16. Determination of Taxable Turnover

CHAPTER – III

DETERMINATION OF TAXABLE TURNOVER AND

CALCULATION OF TAX PAYABLE

16.     Determination of Taxable Turnover.

          1)      Time of Sale:

                   (a)     a VAT dealer selling taxable goods shall account for the VAT  at the earliest of the date of delivery of the goods or the issue of tax invoice;

                   (b)     input tax credit shall only be claimed on receipt of the tax invoice.    

          (2)     The following amounts shall not be included for the purpose of determining the taxable turnover, namely,-

                   (a)     all amounts allowed as discount provided such discount is allowed in accordance with the regular practice of the VAT dealer, or is in accordance with the terms of a contract or agreement entered into in a particular case and provided also that accounts show that the purchaser has paid only the sum originally charged less the discount;

                   (b)     all amounts charged separately as interest or as finance charges in the case of a hire-purchase transaction or any system of payment by installments.
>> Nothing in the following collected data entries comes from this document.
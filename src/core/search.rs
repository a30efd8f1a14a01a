use crate::core::filters::{matches_filters, SearchFilters};
use crate::core::matcher::{availability_first, newest_first};
use crate::models::{Candidate, SearchHit};

/// Default number of search results returned
pub const DEFAULT_SEARCH_LIMIT: usize = 50;

const TITLE_POINTS: u32 = 3;
const BIO_POINTS: u32 = 2;
const SKILL_POINTS: u32 = 2;

/// Free-text query plus structured filters
#[derive(Debug, Clone, Default)]
pub struct SearchCriteria {
    pub query: Option<String>,
    pub filters: SearchFilters,
}

impl SearchCriteria {
    /// Lowercased, trimmed query; `None` when absent or blank
    pub fn normalized_query(&self) -> Option<String> {
        self.query
            .as_deref()
            .map(|q| q.trim().to_lowercase())
            .filter(|q| !q.is_empty())
    }
}

/// Result of a search run
#[derive(Debug)]
pub struct SearchOutcome {
    pub hits: Vec<SearchHit>,
    pub total_candidates: usize,
}

/// Text search ranker
#[derive(Debug, Clone)]
pub struct SearchRanker {
    limit: usize,
}

impl SearchRanker {
    pub fn new(limit: usize) -> Self {
        Self { limit }
    }

    pub fn limit(&self) -> usize {
        self.limit
    }

    /// Filter and order candidates for a search
    ///
    /// With a text query, only candidates mentioning it in title, bio or a
    /// skill are kept, ranked by relevance. Without one, available
    /// candidates come first, newest first.
    pub fn search(
        &self,
        criteria: &SearchCriteria,
        candidates: Vec<Candidate>,
        limit: Option<usize>,
    ) -> SearchOutcome {
        let total_candidates = candidates.len();
        let limit = limit.map_or(self.limit, |l| l.min(self.limit));
        let query = criteria.normalized_query();

        let mut hits: Vec<SearchHit> = candidates
            .into_iter()
            .filter(|candidate| matches_filters(candidate, &criteria.filters))
            .filter_map(|candidate| match &query {
                Some(q) => {
                    let relevance = relevance_score(&candidate, q);
                    (relevance > 0).then_some(SearchHit { candidate, relevance })
                }
                None => Some(SearchHit {
                    candidate,
                    relevance: 0,
                }),
            })
            .collect();

        if query.is_some() {
            hits.sort_by(|a, b| b.relevance.cmp(&a.relevance));
        } else {
            hits.sort_by(|a, b| {
                availability_first(&a.candidate, &b.candidate)
                    .then_with(|| newest_first(&a.candidate, &b.candidate))
            });
        }

        hits.truncate(limit);

        tracing::debug!(
            "Search {:?}: {} of {} candidates returned",
            query,
            hits.len(),
            total_candidates
        );

        SearchOutcome {
            hits,
            total_candidates,
        }
    }
}

impl Default for SearchRanker {
    fn default() -> Self {
        Self::new(DEFAULT_SEARCH_LIMIT)
    }
}

/// Relevance of a candidate to a lowercase query
///
/// +3 title, +2 bio, +2 per skill containing the query.
#[inline]
pub fn relevance_score(candidate: &Candidate, query: &str) -> u32 {
    let mut score = 0;

    if candidate.title.to_lowercase().contains(query) {
        score += TITLE_POINTS;
    }

    if candidate.bio.to_lowercase().contains(query) {
        score += BIO_POINTS;
    }

    let skill_hits = candidate
        .skills
        .iter()
        .filter(|skill| skill.to_lowercase().contains(query))
        .count() as u32;

    score + skill_hits * SKILL_POINTS
}
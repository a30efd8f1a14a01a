use serde::{Deserialize, Serialize};

use crate::models::{Availability, Candidate};

/// Coarse expected-salary bracket
///
/// Matching is a substring heuristic over free-text salary fields, so
/// "170k" also falls into the 70k-100k bracket.
#[derive(Debug, Clone, Copy, PartialEq, Eq, Serialize, Deserialize)]
pub enum SalaryBracket {
    #[serde(rename = "under-30k")]
    Under30k,
    #[serde(rename = "30k-50k")]
    From30kTo50k,
    #[serde(rename = "50k-70k")]
    From50kTo70k,
    #[serde(rename = "70k-100k")]
    From70kTo100k,
    #[serde(rename = "100k+")]
    Over100k,
}

impl SalaryBracket {
    /// Substrings that place a salary text in this bracket
    pub fn markers(self) -> &'static [&'static str] {
        match self {
            SalaryBracket::Under30k => &["10", "15", "20", "25"],
            SalaryBracket::From30kTo50k => &["30", "35", "40", "45"],
            SalaryBracket::From50kTo70k => &["50", "55", "60", "65"],
            SalaryBracket::From70kTo100k => &["70", "75", "80", "85", "90", "95"],
            SalaryBracket::Over100k => &["100", "120", "150", "200"],
        }
    }

    #[inline]
    pub fn matches(self, salary_text: &str) -> bool {
        let salary = salary_text.to_lowercase();
        self.markers().iter().any(|marker| salary.contains(marker))
    }
}

/// Structured search filters; `None` means "don't filter"
#[derive(Debug, Clone, Default, PartialEq, Eq)]
pub struct SearchFilters {
    pub location: Option<String>,
    pub experience: Option<String>,
    pub availability: Option<Availability>,
    pub salary: Option<SalaryBracket>,
}

impl SearchFilters {
    pub fn is_empty(&self) -> bool {
        self.location.is_none()
            && self.experience.is_none()
            && self.availability.is_none()
            && self.salary.is_none()
    }
}

/// Check if a candidate passes every structured filter
///
/// - location: case-insensitive substring
/// - experience: exact level
/// - availability: exact
/// - salary: bracket marker heuristic
#[inline]
pub fn matches_filters(candidate: &Candidate, filters: &SearchFilters) -> bool {
    if let Some(location) = non_blank(&filters.location) {
        if !candidate
            .location
            .to_lowercase()
            .contains(&location.to_lowercase())
        {
            return false;
        }
    }

    if let Some(experience) = non_blank(&filters.experience) {
        if candidate.experience != experience {
            return false;
        }
    }

    if let Some(availability) = filters.availability {
        if candidate.availability != availability {
            return false;
        }
    }

    if let Some(bracket) = filters.salary {
        if !bracket.matches(&candidate.expected_salary) {
            return false;
        }
    }

    true
}

fn non_blank(value: &Option<String>) -> Option<&str> {
    value.as_deref().map(str::trim).filter(|v| !v.is_empty())
}
//! Component Registry
//!
//! Deduplicating map of reusable components, keyed by category and reference
//! name, rendered as the document's `components` section.

use indexmap::IndexMap;
use serde_json::Value;
use std::sync::Arc;
use tracing::warn;

use crate::error::{Result, RoutedocError};
use crate::node::MetadataNode;

/// Registered components in first-registration order
#[derive(Debug, Default)]
pub struct ComponentRegistry {
    /// (category, name) -> node
    entries: IndexMap<(String, String), Arc<MetadataNode>>,
    /// Raise on name collisions between distinct nodes
    strict: bool,
}

impl ComponentRegistry {
    pub fn new() -> Self {
        Self::default()
    }

    /// Registry that rejects two distinct nodes claiming the same name
    pub fn strict() -> Self {
        Self {
            entries: IndexMap::new(),
            strict: true,
        }
    }

    pub fn len(&self) -> usize {
        self.entries.len()
    }

    pub fn is_empty(&self) -> bool {
        self.entries.is_empty()
    }

    pub fn get(&self, category: &str, name: &str) -> Option<&Arc<MetadataNode>> {
        self.entries.get(&(category.to_string(), name.to_string()))
    }

    /// Register nodes. Non-component kinds are ignored.
    ///
    /// Re-registering the same instance is a no-op. A distinct instance under
    /// an existing name replaces the entry in lenient mode and fails in strict
    /// mode.
    pub fn register<I>(&mut self, nodes: I) -> Result<()>
    where
        I: IntoIterator<Item = Arc<MetadataNode>>,
    {
        for node in nodes {
            let (Some(category), Some(name)) = (node.component_category(), node.reference_name())
            else {
                continue;
            };

            let key = (category.to_string(), name);
            match self.entries.get_mut(&key) {
                Some(existing) if Arc::ptr_eq(existing, &node) => {}
                Some(existing) => {
                    if self.strict {
                        return Err(RoutedocError::DuplicateComponentName {
                            category: key.0,
                            name: key.1,
                        });
                    }
                    warn!(
                        category = %key.0,
                        name = %key.1,
                        "Component name claimed by two distinct nodes, keeping the last one"
                    );
                    *existing = node;
                }
                None => {
                    self.entries.insert(key, node);
                }
            }
        }
        Ok(())
    }

    /// Render every component as `category -> name -> object`
    pub fn render_all(&self) -> Result<IndexMap<String, IndexMap<String, Value>>> {
        let mut rendered: IndexMap<String, IndexMap<String, Value>> = IndexMap::new();
        for ((category, name), node) in &self.entries {
            rendered
                .entry(category.clone())
                .or_default()
                .insert(name.clone(), node.to_value()?);
        }
        Ok(rendered)
    }

    /// Schema-kind components only, keyed by name
    pub fn schemas(&self) -> impl Iterator<Item = (&str, &Arc<MetadataNode>)> {
        self.entries
            .iter()
            .filter(|((category, _), _)| category == "schemas")
            .map(|((_, name), node)| (name.as_str(), node))
    }
}
//! Assembly-level caches
//!
//! The assembler can keep its prepared operations and its rendered document
//! in an external cache under two fixed keys. Keys do not depend on the route
//! set: callers that change routes own invalidation.

use indexmap::IndexMap;
use parking_lot::Mutex;
use serde_json::Value;
use std::collections::HashMap;
use std::sync::Arc;

use crate::error::Result;
use crate::node::Operation;

/// Key of the prepared-operations slot
pub const OPERATIONS_KEY: &str = "routedoc.operations";
/// Key of the rendered-document slot
pub const DOCUMENT_KEY: &str = "routedoc.document";

/// Route name -> prepared operation
pub type OperationTable = IndexMap<String, PreparedOperation>;

/// An operation placed on its route
#[derive(Debug, Clone)]
pub struct PreparedOperation {
    pub path: String,
    pub methods: Vec<String>,
    pub operation: Operation,
}

#[derive(Debug, Clone)]
pub enum CacheEntry {
    Operations(Arc<OperationTable>),
    Document(Arc<Value>),
}

/// Storage for assembly results.
///
/// Errors from a cache backend propagate to the caller unchanged.
pub trait DocumentCache: Send + Sync {
    fn load(&self, key: &str) -> Result<Option<CacheEntry>>;

    fn store(&self, key: &str, entry: CacheEntry) -> Result<()>;

    fn remove(&self, key: &str) -> Result<()>;
}

/// In-process cache
#[derive(Debug, Default)]
pub struct MemoryCache {
    entries: Mutex<HashMap<String, CacheEntry>>,
}

impl MemoryCache {
    pub fn new() -> Self {
        Self::default()
    }

    pub fn len(&self) -> usize {
        self.entries.lock().len()
    }

    pub fn is_empty(&self) -> bool {
        self.entries.lock().is_empty()
    }

    pub fn contains(&self, key: &str) -> bool {
        self.entries.lock().contains_key(key)
    }
}

impl DocumentCache for MemoryCache {
    fn load(&self, key: &str) -> Result<Option<CacheEntry>> {
        Ok(self.entries.lock().get(key).cloned())
    }

    fn store(&self, key: &str, entry: CacheEntry) -> Result<()> {
        self.entries.lock().insert(key.to_string(), entry);
        Ok(())
    }

    fn remove(&self, key: &str) -> Result<()> {
        self.entries.lock().remove(key);
        Ok(())
    }
}

#[cfg(test)]
mod tests {
    use super::*;
    use serde_json::json;

    #[test]
    fn test_memory_cache_slots() {
        let cache = MemoryCache::new();
        assert!(cache.load(DOCUMENT_KEY).unwrap().is_none());

        cache
            .store(DOCUMENT_KEY, CacheEntry::Document(Arc::new(json!({"openapi": "3.0.2"}))))
            .unwrap();
        cache
            .store(OPERATIONS_KEY, CacheEntry::Operations(Arc::new(OperationTable::new())))
            .unwrap();
        assert_eq!(cache.len(), 2);

        match cache.load(DOCUMENT_KEY).unwrap() {
            Some(CacheEntry::Document(doc)) => assert_eq!(doc["openapi"], "3.0.2"),
            other => panic!("unexpected entry: {other:?}"),
        }

        cache.remove(DOCUMENT_KEY).unwrap();
        assert!(!cache.contains(DOCUMENT_KEY));
    }
}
          (3)     An adjustment of sale price and VAT or any other tax can be made in relation to a taxable sale where,-

                   (a)     the sale is cancelled;

                   (b)     the nature of the sale has been fundamental­ly varied or altered; or

                   (c)     the previously agreed consideration for the sale has been altered by agreement with the recipient, whether due to an offer of a discount or for any other reason;  or

                   (d)     the goods or part thereof have been returned to the seller within a period of twelve months from the date of sale and the dealer making the sale has accepted the return of the goods:

                            In the case of the events listed in clause (a) to (d)  where a tax invoice or an invoice has not yet been issued, the sale price shall be adjusted in the tax invoice or in the invoice.  Where a tax invoice or invoice has been issued, a credit or debit note shall be used to adjust the tax invoice or invoice in accordance with Rule 28.

(e)    where any goods sold before 31.03.2005 are returned on or after 01.04.2005 and sales tax relief on closing stocks was already claimed by the buying VAT dealer, an amount equal to the purchase value of the goods  and the sales tax credit claimed shall be deducted from the value of the input and the value of input tax in the tax period in which goods are returned by him provided credit note issued by the seller is on hand. The selling VAT dealer in such case may reduce his output value and output tax equal to the original sale value and the sales tax in the return for the tax period during which the goods have been returned.        

(f)     where ever any credit notes are to be issued for discounts or sales incentives by any VAT dealer to another VAT dealer after issuing tax invoice,  the selling VAT  dealer shall pass a credit note without disturbing the tax  component on the price in the original tax invoice, so as to retain the quantum of input tax  credit  already claimed by the buying VAT dealer as well as not to disturb the tax already paid by the selling VAT dealer.

For example: if 100 TVs are sold @Rs.10,000/- each, amounting to Rs.10,00,000/-, the original tax charged @ 12.5% is Rs.1,25,000/-. If the discount of 10% is offered subsequently based on fresh purchases,                                                                                the selling dealer can pass on the benefit of Rs.1,00,000/- for the price with out disturbing the tax component of Rs.1,25,000/-.  The buying dealer will not alter the input tax credit already claimed amounting to Rs.1.25,000/-.  The selling VAT dealer will not claim reduction in output tax liability consequent to lowered price offered.

(* inserted by G.O MS No 2201 Rev(CT-II) Dept. Dt 29th December 2005 w.e.f 1-12-2005)

          4)      Where the output tax properly due in re­spect of the sale exceeds the output tax actually accounted for by the VAT dealer making the sale, the amount of the excess shall be regarded as tax charged by the VAT dealer in relation to a taxable sale made in the tax period in which the adjustment took place.

          5)      Where the output tax actually accounted for exceeds the output tax properly due in relation to that sale, the VAT dealer making the sale shall be eligible for an adjustment of excess amount of VAT in the tax period in which the adjustment took place:

                   Provided that no such adjustment shall be allowed  where the sale has been made to a person who is not a VAT dealer unless the amount of the excess tax has been repaid by the VAT dealer to the recip­ient, whether in cash or as a credit against any amount owing by the recipient.    

          6)      The provisions of sub-rule (1) to (5) shall mutatis-mutandis apply to TOT dealer.

          7)      In case of a VAT dealer specified in sub-section (9) of Section 4, forty percent (40%) of the total amount of consideration charged by such dealer shall be allowed as deduction and the balance of sixty percent (60%) of the total amount of consideration  shall be the taxable turnover for the purpose of levy of tax by way of composition.